City Council meeting of June 22, 2004
Toronto's development charges
Council decided to increase the City's development charge on new homes, replacing the current development charge bylaw, which expires July 29, 2004. Even with the substantial fee increase, Toronto's residential development charges remain among the lowest in the Greater Toronto Area. The increase is necessary to help fund the additional physical infrastructure (roads, water pipes and sewers) required to accommodate growth. The new bylaw contains transitional provisions to cushion the impact of the increased development charge.
Plans for Maple Leaf Gardens
Council approved a proposal under the Ontario Heritage Act that will allow the owners of Maple Leaf Gardens to alter the building for a planned Loblaws grocery store. The building's exterior and its interior roof structure will be protected under the terms of a heritage easement agreement. The owner is required to give the City a conservation plan (describing proposed restoration and conservation work) for review before a building permit will be issued for the proposed development project. Maple Leaf Gardens, the home of the Toronto Maple Leafs hockey team from 1931 to 1999, was also the venue for a wide variety of high-profile events over the years. The current owner, Maple Leaf Sports and Entertainment Ltd., is in the process of selling the building to Loblaw Companies Ltd.
Garbage diversion plans
Council decided to proceed with plans to undertake a full environmental assessment of options for dealing with Toronto's long-term needs for garbage disposal (specifically the "residual" waste not processed in the City's recycling and composting programs). Council agreed to urge the Ontario environment minister to accelerate the environmental assessment process, which otherwise could take many years to complete. The province recently told the City it cannot study thermal waste processing options until completion of a full environmental assessment. The City will continue to look for additional landfill sites while investigating other options for garbage disposal. More information is available on the City's website at www.toronto.ca/taskforce2010/.
Affordable housing project
The majority of Council voted to support a proposal for the construction of housing, some of it special low-mortgage housing, on a seven-hectare site in east Toronto. A mixture of market-value and affordable housing will occupy about a third of the City-owned property, which Council agreed to sell for the development. The rest of the site is expected to be used for a police station and a park. Many residents of the West Hill neighbourhood advocated keeping most of the site as green space.
Holistic medicine centres
Council decided the City will amend its licensing bylaw to include new rules regarding businesses that describe themselves as holistic medicine centres, many of which are thought to be operating as massage parlours offering sexual services. The City will require centres offering holistic therapies, such as shiatsu massage, to hold a valid practitioner's licence and keep patient records, among other stipulations.
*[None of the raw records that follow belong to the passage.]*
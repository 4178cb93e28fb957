use std::hint::black_box;

use chrono::{Duration, NaiveDate};
use criterion::{criterion_group, criterion_main, BenchmarkId, Criterion};
use observing_suite::models::{Coordinate, Frame, SiteRegistry, Target};
use observing_suite::resolver::parse_coordinate_str;
use observing_suite::services::{
    compute_offset, compute_visibility, twilight_times, NightContext, NightWindow,
    ObservingPlan, VisibilityOptions,
};

fn night() -> NaiveDate {
    NaiveDate::from_ymd_opt(2022, 2, 25).unwrap()
}

fn bench_twilight(c: &mut Criterion) {
    let mut group = c.benchmark_group("twilight");
    let site = SiteRegistry::builtin().lookup("Palomar").unwrap();

    group.bench_function("twilight_times", |b| {
        b.iter(|| black_box(twilight_times(black_box(&site), night())));
    });

    group.finish();
}

fn bench_visibility(c: &mut Criterion) {
    let mut group = c.benchmark_group("visibility");
    let site = SiteRegistry::builtin().lookup("Palomar").unwrap();
    let m82 = Coordinate::from_degrees(148.9685, 69.6797).unwrap();

    for minutes in [1i64, 10, 30] {
        let options = VisibilityOptions::new(
            NightWindow::SunsetSunrise {
                hours_before: 1.0,
                hours_after: 1.0,
            },
            Duration::minutes(minutes),
        );
        group.bench_with_input(
            BenchmarkId::new("one_night", format!("{}min", minutes)),
            &options,
            |b, options| {
                b.iter(|| black_box(compute_visibility(&m82, &site, night(), options)));
            },
        );
    }

    // Shared night context, many targets
    let options = VisibilityOptions::default();
    let ctx = NightContext::new(&site, night(), &options);
    let targets: Vec<Coordinate> = (0..50)
        .map(|i| Coordinate::from_degrees(i as f64 * 7.2, 20.0 + (i % 5) as f64 * 10.0).unwrap())
        .collect();
    group.bench_function("shared_context_50_targets", |b| {
        b.iter(|| {
            for target in &targets {
                black_box(ctx.series(black_box(target)));
            }
        });
    });

    group.finish();
}

fn bench_plan(c: &mut Criterion) {
    let mut group = c.benchmark_group("plan");
    let site = SiteRegistry::builtin().lookup("Keck").unwrap();
    let targets: Vec<Target> = (0..10)
        .map(|i| {
            Target::with_coordinate(
                format!("T{}", i),
                Coordinate::from_degrees(i as f64 * 36.0, 10.0).unwrap(),
            )
        })
        .collect();
    let dates: Vec<NaiveDate> = night().iter_days().take(3).collect();
    let plan = ObservingPlan::new(&targets, site, dates).unwrap();

    group.bench_function("nightly_summaries_10x3", |b| {
        b.iter(|| black_box(plan.nightly_summaries()));
    });

    group.finish();
}

fn bench_geometry(c: &mut Criterion) {
    let mut group = c.benchmark_group("geometry");

    group.bench_function("parse_sexagesimal", |b| {
        b.iter(|| parse_coordinate_str(black_box("09:55:52.7 +69:40:47"), None, Frame::Icrs));
    });

    let star = Coordinate::from_degrees(148.928, 69.6897).unwrap();
    let target = Coordinate::from_degrees(148.9685, 69.6797).unwrap();
    group.bench_function("compute_offset", |b| {
        b.iter(|| black_box(compute_offset(black_box(&star), black_box(&target))));
    });

    group.finish();
}

criterion_group!(
    benches,
    bench_twilight,
    bench_visibility,
    bench_plan,
    bench_geometry
);
criterion_main!(benches);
Grant allocations for 2004
Community services and health grants
As part of the City's overall grants program, Council approved allocations of about $1 million divided among 501 projects in the City's 2004 Community Services Grants Program. An additional $655,000 was approved for applicants in the grants program called Breaking the Cycle of Violence. Council also allocated $810,000 among about 60 projects addressing the use of harmful drugs and related problems. Another 51 community projects will receive funding through the City's AIDS Prevention Grants Program, which is receiving $1.36 million this year.
Access and equity grants
Council approved funding of $574,000 in support of 68 applicants in phase one of the 2004 Access and Equity Grants Program. The projects and programs that have qualified for funding all promote positive race relations and foster respect for Toronto's multicultural, multiracial character.
Almost 150 community organizations will receive grants to help them provide recreational programs and other activities that improve local residents' quality of life. Council approved $1.4 million across three categories: major recreational grants, minor recreational grants, and lawn bowling grants.
Other City of Toronto grants
The City will distribute almost $5 million through the following seven grants programs apart from those described above. Council approved funding for the Community Festivals and Special Events Grants Program; Grants to Major Cultural Organizations; Arts and Cultural Grants to Local Arts Service Organizations; the Economic Development Sector Initiatives Program; Economic Sponsorships Initiatives; Commercial Research Grant Program; and Graffiti Transformation Grants. Much of the arts and culture funding will go to the following seven major cultural organizations: the Art Gallery of Ontario; the Canadian Opera Company; the Caribbean Cultural Committee (Caribana); the George Gardiner Museum of Ceramic Arts; the National Ballet of Canada; the National Ballet School; and the Toronto Symphony Orchestra.